Saved entries:
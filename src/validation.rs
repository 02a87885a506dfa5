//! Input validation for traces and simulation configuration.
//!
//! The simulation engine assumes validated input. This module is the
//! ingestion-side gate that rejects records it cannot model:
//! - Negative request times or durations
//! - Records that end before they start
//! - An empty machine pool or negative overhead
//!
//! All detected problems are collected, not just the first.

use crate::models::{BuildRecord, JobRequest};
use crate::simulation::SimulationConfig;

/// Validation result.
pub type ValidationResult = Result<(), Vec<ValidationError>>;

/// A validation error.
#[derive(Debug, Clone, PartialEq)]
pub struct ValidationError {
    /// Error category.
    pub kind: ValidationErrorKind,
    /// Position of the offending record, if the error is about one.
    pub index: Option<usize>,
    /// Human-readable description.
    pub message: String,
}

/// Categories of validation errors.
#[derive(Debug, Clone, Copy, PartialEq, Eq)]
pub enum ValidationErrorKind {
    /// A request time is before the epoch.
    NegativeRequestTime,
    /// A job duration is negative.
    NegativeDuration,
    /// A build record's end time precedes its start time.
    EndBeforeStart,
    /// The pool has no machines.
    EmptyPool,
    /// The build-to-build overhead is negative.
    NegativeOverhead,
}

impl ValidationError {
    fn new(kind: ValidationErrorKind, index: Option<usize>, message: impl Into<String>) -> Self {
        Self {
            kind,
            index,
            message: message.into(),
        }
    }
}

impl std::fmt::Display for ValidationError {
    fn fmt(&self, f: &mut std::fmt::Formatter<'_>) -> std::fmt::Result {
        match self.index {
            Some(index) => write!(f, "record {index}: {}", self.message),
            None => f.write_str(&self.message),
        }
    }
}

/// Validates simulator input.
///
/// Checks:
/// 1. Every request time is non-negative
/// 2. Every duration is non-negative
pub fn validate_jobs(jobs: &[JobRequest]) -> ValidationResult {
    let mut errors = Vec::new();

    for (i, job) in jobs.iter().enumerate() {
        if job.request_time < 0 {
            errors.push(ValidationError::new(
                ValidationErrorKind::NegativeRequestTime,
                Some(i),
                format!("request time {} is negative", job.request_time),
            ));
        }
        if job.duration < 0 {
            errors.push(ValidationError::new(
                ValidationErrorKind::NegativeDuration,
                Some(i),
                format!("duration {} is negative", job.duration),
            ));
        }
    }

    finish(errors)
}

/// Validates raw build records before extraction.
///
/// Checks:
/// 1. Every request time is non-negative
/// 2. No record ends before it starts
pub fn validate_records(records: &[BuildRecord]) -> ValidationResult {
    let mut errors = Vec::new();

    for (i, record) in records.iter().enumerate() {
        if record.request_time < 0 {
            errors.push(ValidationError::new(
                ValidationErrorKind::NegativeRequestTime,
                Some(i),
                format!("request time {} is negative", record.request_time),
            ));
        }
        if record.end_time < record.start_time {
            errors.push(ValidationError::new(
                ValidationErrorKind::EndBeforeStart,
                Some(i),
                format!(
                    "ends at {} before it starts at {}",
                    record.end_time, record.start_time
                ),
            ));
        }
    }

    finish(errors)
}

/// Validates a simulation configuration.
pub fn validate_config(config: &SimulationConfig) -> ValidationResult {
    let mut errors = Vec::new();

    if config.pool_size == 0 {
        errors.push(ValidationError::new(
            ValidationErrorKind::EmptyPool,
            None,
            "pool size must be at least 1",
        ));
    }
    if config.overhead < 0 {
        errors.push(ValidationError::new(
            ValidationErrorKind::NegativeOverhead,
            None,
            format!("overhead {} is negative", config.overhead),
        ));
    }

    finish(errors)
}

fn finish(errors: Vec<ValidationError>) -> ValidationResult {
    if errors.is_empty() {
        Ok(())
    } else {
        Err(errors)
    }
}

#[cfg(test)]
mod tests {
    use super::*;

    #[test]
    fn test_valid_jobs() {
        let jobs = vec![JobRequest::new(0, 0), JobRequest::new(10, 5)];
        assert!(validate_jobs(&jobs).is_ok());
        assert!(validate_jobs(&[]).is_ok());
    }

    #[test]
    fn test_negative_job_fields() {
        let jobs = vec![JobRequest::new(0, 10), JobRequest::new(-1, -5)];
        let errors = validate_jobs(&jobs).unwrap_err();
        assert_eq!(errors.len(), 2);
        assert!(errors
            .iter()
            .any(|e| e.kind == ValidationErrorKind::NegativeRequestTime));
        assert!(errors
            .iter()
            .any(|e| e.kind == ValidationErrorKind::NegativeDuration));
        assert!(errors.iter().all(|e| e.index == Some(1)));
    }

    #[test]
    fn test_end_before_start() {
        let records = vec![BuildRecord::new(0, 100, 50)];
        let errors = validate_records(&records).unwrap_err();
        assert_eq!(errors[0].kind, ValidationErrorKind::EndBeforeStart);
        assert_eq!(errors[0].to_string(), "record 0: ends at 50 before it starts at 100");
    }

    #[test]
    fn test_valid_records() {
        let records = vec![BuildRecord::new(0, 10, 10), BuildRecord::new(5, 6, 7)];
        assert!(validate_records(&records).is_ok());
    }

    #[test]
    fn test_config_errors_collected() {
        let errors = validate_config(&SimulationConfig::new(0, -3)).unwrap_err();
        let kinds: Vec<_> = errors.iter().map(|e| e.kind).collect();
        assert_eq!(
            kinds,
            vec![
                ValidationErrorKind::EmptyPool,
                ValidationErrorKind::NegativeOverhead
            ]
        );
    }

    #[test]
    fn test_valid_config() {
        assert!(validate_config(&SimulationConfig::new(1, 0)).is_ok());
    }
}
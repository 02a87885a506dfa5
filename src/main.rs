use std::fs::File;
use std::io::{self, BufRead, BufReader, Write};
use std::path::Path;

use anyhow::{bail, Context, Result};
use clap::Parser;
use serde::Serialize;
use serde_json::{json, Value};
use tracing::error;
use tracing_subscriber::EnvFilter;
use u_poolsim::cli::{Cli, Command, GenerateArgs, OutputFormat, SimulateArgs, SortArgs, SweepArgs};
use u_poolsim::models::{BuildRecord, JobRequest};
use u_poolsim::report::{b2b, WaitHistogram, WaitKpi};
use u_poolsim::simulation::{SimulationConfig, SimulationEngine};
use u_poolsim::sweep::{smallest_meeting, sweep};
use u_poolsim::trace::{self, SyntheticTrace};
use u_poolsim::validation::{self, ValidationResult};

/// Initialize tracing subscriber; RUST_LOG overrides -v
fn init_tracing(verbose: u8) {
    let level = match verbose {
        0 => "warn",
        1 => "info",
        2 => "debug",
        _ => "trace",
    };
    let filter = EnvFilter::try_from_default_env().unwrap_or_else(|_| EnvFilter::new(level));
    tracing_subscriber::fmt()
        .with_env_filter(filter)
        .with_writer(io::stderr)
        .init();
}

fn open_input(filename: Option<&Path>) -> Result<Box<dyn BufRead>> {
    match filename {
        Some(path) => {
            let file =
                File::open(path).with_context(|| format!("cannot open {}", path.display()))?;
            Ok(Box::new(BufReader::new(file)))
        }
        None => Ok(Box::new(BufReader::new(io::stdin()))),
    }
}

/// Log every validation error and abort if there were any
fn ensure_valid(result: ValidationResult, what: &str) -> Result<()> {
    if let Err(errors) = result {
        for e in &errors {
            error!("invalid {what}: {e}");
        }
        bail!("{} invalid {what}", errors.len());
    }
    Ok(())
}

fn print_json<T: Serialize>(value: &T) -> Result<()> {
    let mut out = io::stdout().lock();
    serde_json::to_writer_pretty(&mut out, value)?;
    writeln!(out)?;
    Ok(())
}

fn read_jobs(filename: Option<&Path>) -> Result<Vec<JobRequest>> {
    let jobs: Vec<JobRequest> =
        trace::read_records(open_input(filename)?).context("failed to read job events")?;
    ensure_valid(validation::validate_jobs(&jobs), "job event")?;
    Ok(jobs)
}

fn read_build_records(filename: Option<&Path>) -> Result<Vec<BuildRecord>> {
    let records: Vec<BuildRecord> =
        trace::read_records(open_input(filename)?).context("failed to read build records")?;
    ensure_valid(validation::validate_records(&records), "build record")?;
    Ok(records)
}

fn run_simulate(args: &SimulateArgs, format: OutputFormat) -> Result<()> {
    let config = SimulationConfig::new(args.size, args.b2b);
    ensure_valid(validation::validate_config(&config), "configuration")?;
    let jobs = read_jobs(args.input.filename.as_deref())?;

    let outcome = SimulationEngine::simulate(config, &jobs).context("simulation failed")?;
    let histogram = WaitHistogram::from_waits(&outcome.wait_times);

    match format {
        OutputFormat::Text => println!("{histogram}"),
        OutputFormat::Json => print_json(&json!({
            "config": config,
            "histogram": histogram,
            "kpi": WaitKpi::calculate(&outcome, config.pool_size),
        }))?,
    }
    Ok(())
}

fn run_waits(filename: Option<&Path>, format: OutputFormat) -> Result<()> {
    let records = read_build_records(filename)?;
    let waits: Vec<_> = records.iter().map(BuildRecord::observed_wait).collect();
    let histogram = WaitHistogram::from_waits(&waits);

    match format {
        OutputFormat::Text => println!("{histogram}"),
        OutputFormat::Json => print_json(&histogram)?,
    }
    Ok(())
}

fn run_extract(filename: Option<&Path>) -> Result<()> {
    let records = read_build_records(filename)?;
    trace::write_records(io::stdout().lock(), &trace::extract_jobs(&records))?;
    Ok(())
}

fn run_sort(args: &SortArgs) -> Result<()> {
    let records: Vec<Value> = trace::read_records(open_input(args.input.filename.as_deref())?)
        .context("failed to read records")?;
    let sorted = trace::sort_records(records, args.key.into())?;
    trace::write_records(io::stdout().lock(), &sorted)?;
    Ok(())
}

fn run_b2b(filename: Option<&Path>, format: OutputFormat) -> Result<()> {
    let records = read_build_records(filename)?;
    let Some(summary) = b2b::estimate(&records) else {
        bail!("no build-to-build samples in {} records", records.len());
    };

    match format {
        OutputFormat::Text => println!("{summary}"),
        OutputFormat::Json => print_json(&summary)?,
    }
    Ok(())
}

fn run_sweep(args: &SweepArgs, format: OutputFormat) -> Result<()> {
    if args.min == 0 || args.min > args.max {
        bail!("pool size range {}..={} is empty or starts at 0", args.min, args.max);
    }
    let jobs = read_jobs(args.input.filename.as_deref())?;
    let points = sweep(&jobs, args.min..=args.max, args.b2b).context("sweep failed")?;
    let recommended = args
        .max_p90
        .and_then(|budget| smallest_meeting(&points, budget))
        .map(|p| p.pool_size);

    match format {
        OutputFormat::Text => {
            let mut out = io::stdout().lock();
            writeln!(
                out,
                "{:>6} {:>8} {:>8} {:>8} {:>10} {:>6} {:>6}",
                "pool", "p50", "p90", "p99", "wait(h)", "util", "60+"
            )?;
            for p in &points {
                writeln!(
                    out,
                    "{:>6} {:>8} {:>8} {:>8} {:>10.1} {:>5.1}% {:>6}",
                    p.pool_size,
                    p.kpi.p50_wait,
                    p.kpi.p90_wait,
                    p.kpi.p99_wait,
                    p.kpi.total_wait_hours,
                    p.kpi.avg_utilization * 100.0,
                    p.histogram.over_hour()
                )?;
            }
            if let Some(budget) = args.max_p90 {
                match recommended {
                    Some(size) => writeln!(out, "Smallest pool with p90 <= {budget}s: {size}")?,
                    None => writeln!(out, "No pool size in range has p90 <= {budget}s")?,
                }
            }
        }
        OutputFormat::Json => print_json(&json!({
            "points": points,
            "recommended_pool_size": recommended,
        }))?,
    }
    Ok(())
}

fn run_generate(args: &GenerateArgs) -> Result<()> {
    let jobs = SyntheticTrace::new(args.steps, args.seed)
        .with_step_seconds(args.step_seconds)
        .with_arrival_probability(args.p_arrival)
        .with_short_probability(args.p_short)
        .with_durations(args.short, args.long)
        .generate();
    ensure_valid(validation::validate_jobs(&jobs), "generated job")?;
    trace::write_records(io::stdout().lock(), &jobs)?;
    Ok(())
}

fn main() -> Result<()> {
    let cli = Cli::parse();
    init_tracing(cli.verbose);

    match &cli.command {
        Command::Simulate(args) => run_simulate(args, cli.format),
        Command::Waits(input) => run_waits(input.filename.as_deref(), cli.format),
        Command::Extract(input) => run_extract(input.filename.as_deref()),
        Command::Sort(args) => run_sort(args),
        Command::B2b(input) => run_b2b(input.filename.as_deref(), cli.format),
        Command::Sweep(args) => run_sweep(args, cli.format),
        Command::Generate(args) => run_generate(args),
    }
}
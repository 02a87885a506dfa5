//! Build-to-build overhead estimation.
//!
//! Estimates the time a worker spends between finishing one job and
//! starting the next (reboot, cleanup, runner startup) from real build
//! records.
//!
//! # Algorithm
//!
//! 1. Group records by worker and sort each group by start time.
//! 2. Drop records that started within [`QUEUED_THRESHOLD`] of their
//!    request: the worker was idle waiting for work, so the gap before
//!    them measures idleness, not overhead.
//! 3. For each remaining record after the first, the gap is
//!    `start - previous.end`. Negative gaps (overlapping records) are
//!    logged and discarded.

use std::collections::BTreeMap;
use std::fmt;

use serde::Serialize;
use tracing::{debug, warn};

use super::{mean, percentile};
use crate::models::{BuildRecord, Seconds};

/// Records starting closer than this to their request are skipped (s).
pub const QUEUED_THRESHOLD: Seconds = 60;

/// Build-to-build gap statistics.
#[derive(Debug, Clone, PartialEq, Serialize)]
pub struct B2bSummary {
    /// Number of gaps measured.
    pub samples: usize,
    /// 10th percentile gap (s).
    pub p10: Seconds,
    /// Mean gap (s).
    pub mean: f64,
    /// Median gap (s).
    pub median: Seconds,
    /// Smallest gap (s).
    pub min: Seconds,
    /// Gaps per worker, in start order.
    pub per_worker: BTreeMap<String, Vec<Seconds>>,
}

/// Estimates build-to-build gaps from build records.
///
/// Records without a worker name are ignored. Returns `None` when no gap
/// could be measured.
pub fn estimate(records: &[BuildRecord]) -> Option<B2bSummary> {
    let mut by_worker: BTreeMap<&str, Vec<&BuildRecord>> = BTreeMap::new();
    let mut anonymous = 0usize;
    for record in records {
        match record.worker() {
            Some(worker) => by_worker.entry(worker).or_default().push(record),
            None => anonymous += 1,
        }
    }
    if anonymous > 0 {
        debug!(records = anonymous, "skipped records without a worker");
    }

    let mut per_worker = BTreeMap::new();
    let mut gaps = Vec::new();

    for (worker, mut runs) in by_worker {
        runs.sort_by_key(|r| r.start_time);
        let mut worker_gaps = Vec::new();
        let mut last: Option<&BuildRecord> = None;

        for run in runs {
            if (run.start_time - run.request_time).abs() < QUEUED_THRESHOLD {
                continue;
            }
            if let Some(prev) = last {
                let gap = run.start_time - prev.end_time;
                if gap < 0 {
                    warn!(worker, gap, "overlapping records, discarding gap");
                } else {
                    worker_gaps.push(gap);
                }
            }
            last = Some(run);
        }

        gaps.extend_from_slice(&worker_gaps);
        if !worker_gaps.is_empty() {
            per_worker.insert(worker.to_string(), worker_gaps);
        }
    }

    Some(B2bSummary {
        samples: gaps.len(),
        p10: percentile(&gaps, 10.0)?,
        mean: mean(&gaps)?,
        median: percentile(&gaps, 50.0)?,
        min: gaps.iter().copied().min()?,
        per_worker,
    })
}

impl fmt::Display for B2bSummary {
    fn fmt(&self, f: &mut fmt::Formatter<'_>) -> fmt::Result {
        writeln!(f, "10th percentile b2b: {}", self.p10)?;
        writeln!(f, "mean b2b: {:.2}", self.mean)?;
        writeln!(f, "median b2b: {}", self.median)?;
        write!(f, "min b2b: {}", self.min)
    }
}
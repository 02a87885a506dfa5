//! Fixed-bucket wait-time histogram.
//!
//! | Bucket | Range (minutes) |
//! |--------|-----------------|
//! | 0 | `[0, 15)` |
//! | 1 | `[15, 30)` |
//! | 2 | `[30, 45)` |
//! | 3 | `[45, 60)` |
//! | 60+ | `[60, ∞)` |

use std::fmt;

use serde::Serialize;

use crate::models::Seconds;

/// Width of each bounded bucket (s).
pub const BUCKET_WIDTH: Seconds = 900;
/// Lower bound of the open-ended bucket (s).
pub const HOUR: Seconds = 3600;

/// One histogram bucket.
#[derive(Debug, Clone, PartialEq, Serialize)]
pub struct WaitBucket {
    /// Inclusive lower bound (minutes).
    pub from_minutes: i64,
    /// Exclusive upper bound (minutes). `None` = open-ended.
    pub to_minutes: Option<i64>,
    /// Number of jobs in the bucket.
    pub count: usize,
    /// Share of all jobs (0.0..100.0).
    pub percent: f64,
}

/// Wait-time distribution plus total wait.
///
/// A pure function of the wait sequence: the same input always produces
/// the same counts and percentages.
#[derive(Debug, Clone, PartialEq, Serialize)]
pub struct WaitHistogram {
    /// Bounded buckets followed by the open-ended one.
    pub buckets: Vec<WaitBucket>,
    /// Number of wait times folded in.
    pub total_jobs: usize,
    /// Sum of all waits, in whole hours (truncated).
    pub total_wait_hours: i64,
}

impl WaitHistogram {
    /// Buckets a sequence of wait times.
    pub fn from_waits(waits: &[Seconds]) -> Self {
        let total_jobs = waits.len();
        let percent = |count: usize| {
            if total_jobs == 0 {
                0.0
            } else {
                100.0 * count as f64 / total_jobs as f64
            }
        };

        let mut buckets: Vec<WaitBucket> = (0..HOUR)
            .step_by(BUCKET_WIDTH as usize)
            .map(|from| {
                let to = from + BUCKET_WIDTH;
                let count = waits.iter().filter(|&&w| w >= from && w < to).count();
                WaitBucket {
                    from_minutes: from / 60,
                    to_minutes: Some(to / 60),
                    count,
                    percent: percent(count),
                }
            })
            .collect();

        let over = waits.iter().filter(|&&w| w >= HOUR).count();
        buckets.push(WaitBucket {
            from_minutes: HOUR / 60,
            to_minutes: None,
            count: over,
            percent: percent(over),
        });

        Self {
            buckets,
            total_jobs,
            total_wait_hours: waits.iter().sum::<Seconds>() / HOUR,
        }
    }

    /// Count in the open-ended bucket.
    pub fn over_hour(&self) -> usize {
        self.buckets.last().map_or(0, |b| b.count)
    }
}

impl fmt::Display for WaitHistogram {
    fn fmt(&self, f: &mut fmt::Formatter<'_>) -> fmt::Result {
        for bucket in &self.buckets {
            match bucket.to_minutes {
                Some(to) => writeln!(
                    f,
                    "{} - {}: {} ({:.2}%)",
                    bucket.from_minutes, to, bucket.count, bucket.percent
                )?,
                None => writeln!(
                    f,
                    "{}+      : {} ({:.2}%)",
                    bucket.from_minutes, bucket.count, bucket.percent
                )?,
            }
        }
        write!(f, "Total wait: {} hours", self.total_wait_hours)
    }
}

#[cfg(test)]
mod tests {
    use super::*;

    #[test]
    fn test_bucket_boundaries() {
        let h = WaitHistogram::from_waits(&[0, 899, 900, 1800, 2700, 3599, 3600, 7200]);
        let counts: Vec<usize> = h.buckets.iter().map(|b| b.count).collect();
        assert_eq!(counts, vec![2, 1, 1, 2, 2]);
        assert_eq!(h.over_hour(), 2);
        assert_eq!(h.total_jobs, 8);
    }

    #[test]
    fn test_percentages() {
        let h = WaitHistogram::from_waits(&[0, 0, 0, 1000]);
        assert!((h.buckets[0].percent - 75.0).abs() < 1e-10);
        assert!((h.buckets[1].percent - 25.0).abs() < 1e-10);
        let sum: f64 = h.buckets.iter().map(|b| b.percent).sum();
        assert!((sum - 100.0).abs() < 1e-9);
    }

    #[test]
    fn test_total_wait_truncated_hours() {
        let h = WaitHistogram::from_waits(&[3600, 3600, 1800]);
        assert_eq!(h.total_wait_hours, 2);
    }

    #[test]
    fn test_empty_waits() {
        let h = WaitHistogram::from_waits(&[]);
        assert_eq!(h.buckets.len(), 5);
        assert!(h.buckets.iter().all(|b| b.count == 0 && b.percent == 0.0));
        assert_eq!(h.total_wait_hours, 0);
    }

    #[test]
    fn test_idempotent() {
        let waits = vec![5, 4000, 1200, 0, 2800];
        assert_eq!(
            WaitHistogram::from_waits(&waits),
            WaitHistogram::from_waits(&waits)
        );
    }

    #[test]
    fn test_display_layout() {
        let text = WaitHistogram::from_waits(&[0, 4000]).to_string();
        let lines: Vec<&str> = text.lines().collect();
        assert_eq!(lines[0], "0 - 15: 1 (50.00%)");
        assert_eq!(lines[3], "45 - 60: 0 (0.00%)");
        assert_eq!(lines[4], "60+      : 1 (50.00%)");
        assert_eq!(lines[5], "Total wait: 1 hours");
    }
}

What you have to do —
When a line in the entries above contains "measured", count it; please answer with the number only.

Task response —
2